Last winter and spring, cotton futures prices were above 75 cents for most of that time and nearer 80 cents.  Some growers took advantage and priced a portion of expected 2019 production.  Some growers did not and, hindsight being 20/20, there’s not a grower out there who now doesn’t wish he/she had done more.

From that lofty level, prices fell below 60 cents before finally and thankfully beginning to recover in September.  The market (now nearby March futures) has made a nice recovery (although sometimes a bumpy one) but we have seen some weakness over the past week or more.
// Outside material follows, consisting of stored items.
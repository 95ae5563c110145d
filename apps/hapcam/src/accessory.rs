// SPDX-FileCopyrightText: © 2025 StreamKit Contributors
//
// SPDX-License-Identifier: MPL-2.0

//! Camera accessory: the surface the HomeKit layer calls into.
//!
//! One accessory per configured camera. Stream operations go to the camera's
//! [`StreamSessionController`]; snapshot operations go to the process-wide
//! [`SnapshotService`].

use std::io;
use std::sync::Arc;

use hapcam_core::{CameraRuntimeConfig, Resolution, SessionInfo, StreamConfig};
use hapcam_snapshot::SnapshotService;
use hapcam_stream::{StreamSessionController, TranscoderSettings};

pub struct CameraAccessory {
    camera: Arc<CameraRuntimeConfig>,
    streams: StreamSessionController,
    snapshots: Arc<SnapshotService>,
}

impl CameraAccessory {
    pub fn new(
        camera: CameraRuntimeConfig,
        transcoder: TranscoderSettings,
        snapshots: Arc<SnapshotService>,
    ) -> Self {
        let camera = Arc::new(camera);
        let streams = StreamSessionController::new(camera.clone(), transcoder);
        Self { camera, streams, snapshots }
    }

    pub fn key(&self) -> &str {
        &self.camera.key
    }

    pub fn name(&self) -> &str {
        self.camera.name()
    }

    /// Video modes to advertise to controllers.
    pub fn supported_resolutions(&self) -> Vec<Resolution> {
        self.camera.supported_resolutions()
    }

    pub const fn streams(&self) -> &StreamSessionController {
        &self.streams
    }

    pub async fn start_stream(&self, session: &SessionInfo, stream: &StreamConfig) -> bool {
        self.streams.start(session, stream).await
    }

    pub fn reconfigure_stream(&self, session: &SessionInfo, stream: &StreamConfig) -> bool {
        self.streams.reconfigure(session, stream)
    }

    pub async fn stop_stream(&self, session: &SessionInfo) {
        self.streams.stop(session).await;
    }

    /// Stops every stream this accessory is serving.
    pub async fn stop(&self) {
        tracing::info!(camera = %self.name(), "Stopping camera accessory");
        self.streams.stop_all().await;
    }

    /// Queues a refresh and returns the image currently on disk.
    ///
    /// The refresh lands asynchronously; this call returns the previous image
    /// (or the placeholder) immediately.
    ///
    /// # Errors
    ///
    /// Returns the I/O error if the camera's snapshot file cannot be read.
    pub fn get_snapshot(&self, width: Option<u32>) -> io::Result<Vec<u8>> {
        if self.camera.snapshot.is_some() {
            let outcome = self.snapshots.request_snapshot(&self.camera.key, width);
            tracing::trace!(camera = %self.camera.key, ?outcome, "Snapshot requested");
        }
        self.snapshots.read_snapshot(&self.camera.key)
    }
}
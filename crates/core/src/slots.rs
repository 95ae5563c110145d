// SPDX-FileCopyrightText: © 2025 StreamKit Contributors
//
// SPDX-License-Identifier: MPL-2.0

//! Stream slot accounting.
//!
//! HomeKit limits how many streams a camera serves at once. Each camera owns a
//! fixed table of slots; a slot is taken when a controller negotiates a session
//! and must be released exactly once when that session stops or its transcoder
//! dies. A slot that is never released permanently lowers the camera's capacity.

use std::sync::{Arc, Mutex, MutexGuard, PoisonError};

use crate::error::{HapCamError, Result};

/// Shared, clonable slot table for one camera.
#[derive(Debug, Clone)]
pub struct StreamSlots {
    in_use: Arc<Mutex<Vec<bool>>>,
}

impl StreamSlots {
    pub fn new(capacity: usize) -> Self {
        Self { in_use: Arc::new(Mutex::new(vec![false; capacity])) }
    }

    fn table(&self) -> MutexGuard<'_, Vec<bool>> {
        // The table holds plain flags, so a poisoned lock still has consistent data.
        self.in_use.lock().unwrap_or_else(PoisonError::into_inner)
    }

    pub fn capacity(&self) -> usize {
        self.table().len()
    }

    /// Takes the lowest free slot.
    ///
    /// # Errors
    ///
    /// Returns `HapCamError::SlotUnavailable` when every slot is in use.
    pub fn acquire(&self) -> Result<usize> {
        let mut table = self.table();
        let capacity = table.len();
        let idx = table.iter().position(|used| !used).ok_or_else(|| {
            HapCamError::SlotUnavailable(format!("all {capacity} stream slots in use"))
        })?;
        table[idx] = true;
        tracing::debug!(stream_idx = idx, "Stream slot acquired");
        Ok(idx)
    }

    /// Marks a specific slot as taken (the controller chose the index).
    ///
    /// # Errors
    ///
    /// Returns `HapCamError::SlotUnavailable` if the index is out of range or already taken.
    pub fn claim(&self, idx: usize) -> Result<()> {
        let mut table = self.table();
        match table.get_mut(idx) {
            Some(used) if !*used => {
                *used = true;
                Ok(())
            },
            Some(_) => Err(HapCamError::SlotUnavailable(format!("stream slot {idx} already in use"))),
            None => Err(HapCamError::SlotUnavailable(format!("stream slot {idx} out of range"))),
        }
    }

    /// Frees a slot. Returns `true` only if the slot was in use.
    pub fn release(&self, idx: usize) -> bool {
        let mut table = self.table();
        match table.get_mut(idx) {
            Some(used) if *used => {
                *used = false;
                tracing::debug!(stream_idx = idx, "Stream slot released");
                true
            },
            _ => false,
        }
    }

    pub fn is_available(&self, idx: usize) -> bool {
        self.table().get(idx).is_some_and(|used| !used)
    }

    pub fn in_use(&self) -> usize {
        self.table().iter().filter(|used| **used).count()
    }
}

#[cfg(test)]
#[allow(clippy::unwrap_used)]
mod tests {
    use super::*;

    #[test]
    fn test_acquire_until_exhausted() {
        let slots = StreamSlots::new(2);
        assert_eq!(slots.acquire().unwrap(), 0);
        assert_eq!(slots.acquire().unwrap(), 1);
        assert!(matches!(slots.acquire(), Err(HapCamError::SlotUnavailable(_))));
        assert_eq!(slots.in_use(), 2);
    }

    #[test]
    fn test_release_is_single_shot() {
        let slots = StreamSlots::new(1);
        let idx = slots.acquire().unwrap();
        assert!(slots.release(idx));
        assert!(!slots.release(idx));
        assert!(slots.is_available(idx));
        assert_eq!(slots.acquire().unwrap(), idx);
    }

    #[test]
    fn test_claim_specific_slot() {
        let slots = StreamSlots::new(3);
        slots.claim(2).unwrap();
        assert!(!slots.is_available(2));
        assert!(slots.claim(2).is_err());
        assert!(slots.claim(7).is_err());
        assert_eq!(slots.acquire().unwrap(), 0);
    }
}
Old crop futures now hover just below 70 cents and threaten to move lower.  But there is “support” at 69 cents and lower at 67.  The market has some pretty well established “floors” to break through if it’s going to move much lower.

For both remaining old crop and new crop, there’s not a grower out there who doesn’t dream of a chance at near 80 cents.  We have said repeatedly in this space to set targets and price portions of the remaining old crop on this recovery upward.  The 70 to 72 cents area is proving to be one of those targets as suspected.

Recent reports are saying the market is being impacted by the situation with spread of the Wuhan virus.  Really?  Seriously? Reports also link a decline in agricultural markets in general to the decline in global stock markets.  It appears that emotion has run rampant for the time being.

A Dose Of Reality

Getting back to reality economics and supply/demand, the market is nervously waiting to see what happens to Chinese purchases of cotton and other commodities under Phase 1.

The agreement contained very little if any specifics.  It will take time but the market will be cautious and wait to see if export numbers or news reports signal any reasons for optimism.

Among other things, the improvement we’ve seen in this market has been fueled by trade deal optimism.  Now that we have a Phase 1 in place, we need to see numbers to back up the optimism that has been fueled.  The numbers and the amount of time it takes to when that occurs will determine which direction this market takes from here.

The most recent report shows strong sales of almost 338,000 bales and shipments at almost 298,000 bales.  These are not yet reflective of the Phase 1 agreement.

Dec20 futures are still (barely) holding above 70 cents—after being in the 72 cents area.  Most growers are probably hoping for 75 cents or better before beginning to price—we were there for a good while early on for the 2019 crop so that’s where the sights will be set for 2020.  The 73 cents area seems a reasonable place to start with at least some portion of expected 2020 production.

These numbers are a few days old but show price ratios currently favor corn and soybeans vs cotton compared to this time last year.  Current industry thought is that cotton may lose some ground to corn and soybeans.  But that won’t hold everywhere and lower acreage doesn’t necessarily translate into lower 2020 production.